Powertech Uranium Gets Permit to Look for Uranium in Southwestern Corner of South Dakota

Powertech Uranium Gets Permit to Look for Uranium in Southwestern Corner of South Dakota

Powertech Uranium Corp. has received a state permit to drill 155 exploratory holes to look for uranium in the southwestern corner of South Dakota.

Approval of the permit Wednesday by the state Board of Minerals and Environment is the first uranium exploration permit issued in more than 25 years.

Powertech president Richard Clement said his company hopes to recover 7.6 million pounds of uranium from the Dewey and Burdock areas, about 13 miles north of Edgemont in the southwestern corner of the Black Hills.

Clement said the operation could employ between 100 and 150 people.

Charmaine White Face, of the group Defenders of the Black Hills, urged the board to protect “Mother Earth” by denying the permit.

“She is alive, and when you drill these holes in her, you are hurting her,” White Face said at the hearing.

“Your testimony was very moving,” board chairman Richard Sweetman of Sioux Falls told White Face. “I think I understand what you were saying.”

But Sweetman said Powertech Uranium Corp. met all of the state’s criteria for the exploration permit.

Powertech also has interests in Weston County, Wyo., just across the state line, and near Aladdin, Wyo.

Pressure to develop domestic energy sources has driven the price of uranium from $7 or $8 a pound seven years ago to $72 a pound today, Clement said. At that price, 7.6 million pounds would bring $547.2 million.
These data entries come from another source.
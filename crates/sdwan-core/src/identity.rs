//! Node identity (32-byte public key) and its text encodings
//!
//! The canonical text form is standard base64 (44 characters, padded). The
//! filesystem-safe form replaces `/` with `-` so it can name a directory.

use base64::engine::general_purpose::STANDARD;
use base64::Engine;
use serde::{Deserialize, Deserializer, Serialize, Serializer};
use std::fmt;
use std::str::FromStr;
use thiserror::Error;

/// Raw identity length in bytes
pub const IDENTITY_LEN: usize = 32;

/// Length of the canonical base64 text form
pub const IDENTITY_TEXT_LEN: usize = 44;

/// Identity parsing errors
#[derive(Debug, Error, PartialEq, Eq)]
pub enum IdentityError {
    #[error("identity text must be {IDENTITY_TEXT_LEN} characters, got {0}")]
    BadLength(usize),
    #[error("invalid base64 identity: {0}")]
    Base64(String),
    #[error("identity decodes to {0} bytes, expected {IDENTITY_LEN}")]
    BadKeySize(usize),
}

/// A node's public-key identity
///
/// Ordering is byte-wise lexicographic on the raw key, which is what the
/// link-local side assignment relies on.
#[derive(Clone, Copy, PartialEq, Eq, Hash, PartialOrd, Ord)]
pub struct Identity(pub [u8; IDENTITY_LEN]);

impl Identity {
    /// Wrap raw key bytes
    pub const fn from_bytes(bytes: [u8; IDENTITY_LEN]) -> Self {
        Self(bytes)
    }

    /// Raw key bytes
    pub fn as_bytes(&self) -> &[u8; IDENTITY_LEN] {
        &self.0
    }

    /// Canonical base64 text
    pub fn to_base64(&self) -> String {
        STANDARD.encode(self.0)
    }

    /// Filesystem-safe text (`/` replaced by `-`)
    pub fn to_path(&self) -> String {
        self.to_base64().replace('/', "-")
    }

    /// Parse the filesystem-safe form produced by [`Identity::to_path`]
    pub fn from_path(name: &str) -> Result<Self, IdentityError> {
        name.replace('-', "/").parse()
    }

    /// Short form for log lines
    pub fn short(&self) -> String {
        let mut text = self.to_base64();
        text.truncate(8);
        text
    }
}

impl FromStr for Identity {
    type Err = IdentityError;

    /// Parses canonical base64. Surrounding whitespace (a trailing newline from
    /// a key file or request body) is ignored.
    fn from_str(s: &str) -> Result<Self, Self::Err> {
        let s = s.trim();
        if s.len() != IDENTITY_TEXT_LEN {
            return Err(IdentityError::BadLength(s.len()));
        }
        let decoded = STANDARD
            .decode(s)
            .map_err(|e| IdentityError::Base64(e.to_string()))?;
        let bytes: [u8; IDENTITY_LEN] = decoded
            .as_slice()
            .try_into()
            .map_err(|_| IdentityError::BadKeySize(decoded.len()))?;
        Ok(Self(bytes))
    }
}

impl fmt::Display for Identity {
    fn fmt(&self, f: &mut fmt::Formatter<'_>) -> fmt::Result {
        f.write_str(&self.to_base64())
    }
}

impl fmt::Debug for Identity {
    fn fmt(&self, f: &mut fmt::Formatter<'_>) -> fmt::Result {
        write!(f, "Identity({})", self.to_base64())
    }
}

impl Serialize for Identity {
    fn serialize<S: Serializer>(&self, serializer: S) -> Result<S::Ok, S::Error> {
        serializer.serialize_str(&self.to_base64())
    }
}

impl<'de> Deserialize<'de> for Identity {
    fn deserialize<D: Deserializer<'de>>(deserializer: D) -> Result<Self, D::Error> {
        let text = String::deserialize(deserializer)?;
        text.parse().map_err(serde::de::Error::custom)
    }
}

#[cfg(test)]
mod tests {
    use super::*;

    #[test]
    fn test_text_roundtrip() {
        let id = Identity([0xfb; 32]);
        let text = id.to_string();
        assert_eq!(text.len(), IDENTITY_TEXT_LEN);
        assert_eq!(text.parse::<Identity>().unwrap(), id);
    }

    #[test]
    fn test_path_form_is_filesystem_safe() {
        // 0xff bytes encode to '/' characters in standard base64
        let id = Identity([0xff; 32]);
        assert!(id.to_base64().contains('/'));

        let path = id.to_path();
        assert!(!path.contains('/'));
        assert_eq!(Identity::from_path(&path).unwrap(), id);
    }

    #[test]
    fn test_trailing_newline_accepted() {
        let id = Identity([7; 32]);
        let text = format!("{}\n", id);
        assert_eq!(text.parse::<Identity>().unwrap(), id);
    }

    #[test]
    fn test_rejects_bad_input() {
        assert_eq!(
            "abc".parse::<Identity>(),
            Err(IdentityError::BadLength(3))
        );
        let bad = "!".repeat(IDENTITY_TEXT_LEN);
        assert!(matches!(
            bad.parse::<Identity>(),
            Err(IdentityError::Base64(_))
        ));
    }

    #[test]
    fn test_ordering_is_bytewise() {
        let mut low = [0u8; 32];
        let mut high = [0u8; 32];
        low[31] = 1;
        high[0] = 1;
        assert!(Identity(low) < Identity(high));
    }

    #[test]
    fn test_serde_as_string() {
        let id = Identity([3; 32]);
        let json = serde_json::to_string(&id).unwrap();
        assert_eq!(json, format!("\"{}\"", id));
        let back: Identity = serde_json::from_str(&json).unwrap();
        assert_eq!(back, id);
    }
}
There are three long-abandoned uranium surface mines in the Dewey-Burdock area, but Powertech will use “solution mining” — pumping a solution into deep holes to dissolve uranium, then pumping the “pregnant” solution out another set of holes.

The process — also called in situ leach mining — is used elsewhere, but has never been used in South Dakota.

The Board of Minerals and Environment scheduled a meeting Thursday to work out new in situ mining regulations that were ordered last year by the state Legislature.

Dick Fort of Lawrence County, who is founder of ACTion for the Environment, opposed the exploratory permits and tried to persuade the minerals board to postpone approving them until after the new regulations were adopted.

The new mining rules might affect the way exploration is carried out, he said. “What’s the big hurry?” he asked.

Deputy attorney general Roxanne Giedd said the new mining rules would have no impact on exploration and that Powertech had met all state requirements for an exploration permit.

The company will post a $213,500 bond to guarantee reclamation of the exploration holes, which will be 400-600 feet deep.